In the material below, count the lines where the word "MemoryContactRepository" appears. Nothing but the number, please.

- _TASK INPUT_
*****

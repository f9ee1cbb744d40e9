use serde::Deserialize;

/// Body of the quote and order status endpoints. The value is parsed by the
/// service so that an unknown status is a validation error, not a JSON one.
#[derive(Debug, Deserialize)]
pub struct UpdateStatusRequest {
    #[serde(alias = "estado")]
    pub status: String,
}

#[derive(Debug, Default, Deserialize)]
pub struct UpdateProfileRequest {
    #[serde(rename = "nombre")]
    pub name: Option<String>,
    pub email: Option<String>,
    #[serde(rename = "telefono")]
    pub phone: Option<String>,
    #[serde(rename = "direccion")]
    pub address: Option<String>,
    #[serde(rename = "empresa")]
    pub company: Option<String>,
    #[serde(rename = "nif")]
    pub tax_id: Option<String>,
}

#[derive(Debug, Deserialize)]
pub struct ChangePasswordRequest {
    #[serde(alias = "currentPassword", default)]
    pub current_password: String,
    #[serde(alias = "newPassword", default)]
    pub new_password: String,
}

*****

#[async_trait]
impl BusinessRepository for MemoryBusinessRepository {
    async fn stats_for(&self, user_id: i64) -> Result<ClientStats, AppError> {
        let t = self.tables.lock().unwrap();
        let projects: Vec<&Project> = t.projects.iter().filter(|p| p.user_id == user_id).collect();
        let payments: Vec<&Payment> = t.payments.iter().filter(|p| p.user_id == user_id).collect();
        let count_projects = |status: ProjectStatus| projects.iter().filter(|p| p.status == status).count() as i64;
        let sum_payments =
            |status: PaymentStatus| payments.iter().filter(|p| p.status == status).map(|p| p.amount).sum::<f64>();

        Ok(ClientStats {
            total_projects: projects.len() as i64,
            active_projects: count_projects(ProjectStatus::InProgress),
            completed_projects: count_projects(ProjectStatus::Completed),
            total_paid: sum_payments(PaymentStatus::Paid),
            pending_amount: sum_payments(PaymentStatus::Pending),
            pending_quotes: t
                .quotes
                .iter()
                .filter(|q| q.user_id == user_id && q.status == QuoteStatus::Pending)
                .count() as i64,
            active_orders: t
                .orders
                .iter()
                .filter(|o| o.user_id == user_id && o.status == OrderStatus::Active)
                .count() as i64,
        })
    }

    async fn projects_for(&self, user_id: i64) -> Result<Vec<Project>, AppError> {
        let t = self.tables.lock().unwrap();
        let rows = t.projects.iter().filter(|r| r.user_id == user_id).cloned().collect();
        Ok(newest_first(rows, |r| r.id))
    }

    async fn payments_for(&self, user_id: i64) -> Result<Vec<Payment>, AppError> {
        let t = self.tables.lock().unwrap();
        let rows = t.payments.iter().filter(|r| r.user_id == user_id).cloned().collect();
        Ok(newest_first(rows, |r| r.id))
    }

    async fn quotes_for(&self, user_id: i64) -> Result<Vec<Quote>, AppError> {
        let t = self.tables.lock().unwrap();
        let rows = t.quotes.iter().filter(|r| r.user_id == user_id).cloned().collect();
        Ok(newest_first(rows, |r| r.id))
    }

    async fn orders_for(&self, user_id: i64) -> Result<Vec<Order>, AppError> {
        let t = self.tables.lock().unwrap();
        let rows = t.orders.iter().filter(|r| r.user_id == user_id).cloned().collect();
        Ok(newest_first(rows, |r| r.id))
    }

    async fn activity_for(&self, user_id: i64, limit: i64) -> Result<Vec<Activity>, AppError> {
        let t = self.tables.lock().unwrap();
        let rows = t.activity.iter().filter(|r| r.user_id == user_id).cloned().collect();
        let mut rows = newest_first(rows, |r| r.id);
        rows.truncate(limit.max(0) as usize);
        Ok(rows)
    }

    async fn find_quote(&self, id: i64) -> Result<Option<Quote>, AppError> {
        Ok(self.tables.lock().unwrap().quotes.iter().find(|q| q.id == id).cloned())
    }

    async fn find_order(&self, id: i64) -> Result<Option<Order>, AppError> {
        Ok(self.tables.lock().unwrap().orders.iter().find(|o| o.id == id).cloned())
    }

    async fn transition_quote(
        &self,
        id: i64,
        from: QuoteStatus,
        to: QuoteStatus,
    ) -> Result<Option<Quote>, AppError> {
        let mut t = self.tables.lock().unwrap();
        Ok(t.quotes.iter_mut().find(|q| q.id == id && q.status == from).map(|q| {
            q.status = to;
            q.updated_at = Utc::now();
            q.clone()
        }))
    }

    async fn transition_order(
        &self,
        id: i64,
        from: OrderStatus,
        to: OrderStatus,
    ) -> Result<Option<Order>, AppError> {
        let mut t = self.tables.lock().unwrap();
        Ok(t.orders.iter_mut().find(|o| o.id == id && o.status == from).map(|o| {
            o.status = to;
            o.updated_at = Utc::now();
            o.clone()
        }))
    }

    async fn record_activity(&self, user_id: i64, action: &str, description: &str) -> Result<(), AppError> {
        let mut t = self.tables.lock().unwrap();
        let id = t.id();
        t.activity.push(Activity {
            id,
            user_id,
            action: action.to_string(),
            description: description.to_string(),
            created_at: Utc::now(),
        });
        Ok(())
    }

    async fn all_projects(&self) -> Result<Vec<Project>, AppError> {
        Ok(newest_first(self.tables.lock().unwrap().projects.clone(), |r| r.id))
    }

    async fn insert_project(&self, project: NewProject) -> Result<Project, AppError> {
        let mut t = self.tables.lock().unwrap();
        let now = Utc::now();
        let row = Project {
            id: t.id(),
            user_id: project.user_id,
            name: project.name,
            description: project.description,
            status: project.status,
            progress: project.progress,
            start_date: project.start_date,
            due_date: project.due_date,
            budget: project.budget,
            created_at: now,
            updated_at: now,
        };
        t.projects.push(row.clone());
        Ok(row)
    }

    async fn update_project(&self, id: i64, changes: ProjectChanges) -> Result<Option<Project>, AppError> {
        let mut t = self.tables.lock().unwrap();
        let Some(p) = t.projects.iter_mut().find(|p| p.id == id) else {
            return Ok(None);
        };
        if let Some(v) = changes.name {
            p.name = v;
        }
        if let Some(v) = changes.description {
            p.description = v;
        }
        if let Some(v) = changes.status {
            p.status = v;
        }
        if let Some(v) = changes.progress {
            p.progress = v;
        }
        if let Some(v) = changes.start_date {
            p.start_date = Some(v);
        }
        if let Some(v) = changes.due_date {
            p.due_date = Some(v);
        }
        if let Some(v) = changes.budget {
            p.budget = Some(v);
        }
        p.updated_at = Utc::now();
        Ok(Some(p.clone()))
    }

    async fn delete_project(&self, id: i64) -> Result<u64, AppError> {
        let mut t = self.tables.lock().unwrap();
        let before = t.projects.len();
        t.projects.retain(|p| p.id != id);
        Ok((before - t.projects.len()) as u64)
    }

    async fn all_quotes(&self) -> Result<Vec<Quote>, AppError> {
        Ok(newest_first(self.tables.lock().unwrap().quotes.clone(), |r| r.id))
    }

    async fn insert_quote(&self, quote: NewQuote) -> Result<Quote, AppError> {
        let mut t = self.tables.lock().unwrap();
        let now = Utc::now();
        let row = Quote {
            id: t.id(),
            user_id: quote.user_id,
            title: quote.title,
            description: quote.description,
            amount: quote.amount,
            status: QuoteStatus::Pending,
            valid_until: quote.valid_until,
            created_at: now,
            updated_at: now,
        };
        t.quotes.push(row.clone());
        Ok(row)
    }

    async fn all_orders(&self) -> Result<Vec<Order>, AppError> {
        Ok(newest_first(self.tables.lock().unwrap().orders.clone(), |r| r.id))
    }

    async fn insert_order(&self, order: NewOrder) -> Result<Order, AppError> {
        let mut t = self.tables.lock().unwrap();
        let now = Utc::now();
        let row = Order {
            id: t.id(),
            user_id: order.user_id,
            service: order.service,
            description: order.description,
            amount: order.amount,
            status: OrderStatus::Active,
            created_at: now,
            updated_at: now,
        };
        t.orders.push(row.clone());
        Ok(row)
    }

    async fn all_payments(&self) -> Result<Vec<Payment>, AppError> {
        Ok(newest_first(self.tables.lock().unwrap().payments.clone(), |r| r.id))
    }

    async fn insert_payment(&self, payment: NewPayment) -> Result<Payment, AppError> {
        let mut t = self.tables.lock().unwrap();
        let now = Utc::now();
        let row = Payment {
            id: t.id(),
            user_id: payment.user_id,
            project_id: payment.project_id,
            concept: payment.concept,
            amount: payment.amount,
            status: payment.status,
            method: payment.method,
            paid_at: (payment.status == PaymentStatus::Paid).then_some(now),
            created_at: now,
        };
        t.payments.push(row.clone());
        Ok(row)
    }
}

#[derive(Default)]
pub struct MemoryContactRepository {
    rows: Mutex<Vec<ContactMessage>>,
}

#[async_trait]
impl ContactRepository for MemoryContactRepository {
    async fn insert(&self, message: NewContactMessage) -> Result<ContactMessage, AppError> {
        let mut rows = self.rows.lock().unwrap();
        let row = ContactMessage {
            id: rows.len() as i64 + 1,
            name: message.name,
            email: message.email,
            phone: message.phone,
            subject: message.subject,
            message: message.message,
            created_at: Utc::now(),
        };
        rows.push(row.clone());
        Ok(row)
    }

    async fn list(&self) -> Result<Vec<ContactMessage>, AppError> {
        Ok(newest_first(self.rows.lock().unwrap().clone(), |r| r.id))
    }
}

*****

- _EXPECTED OUTPUT_
2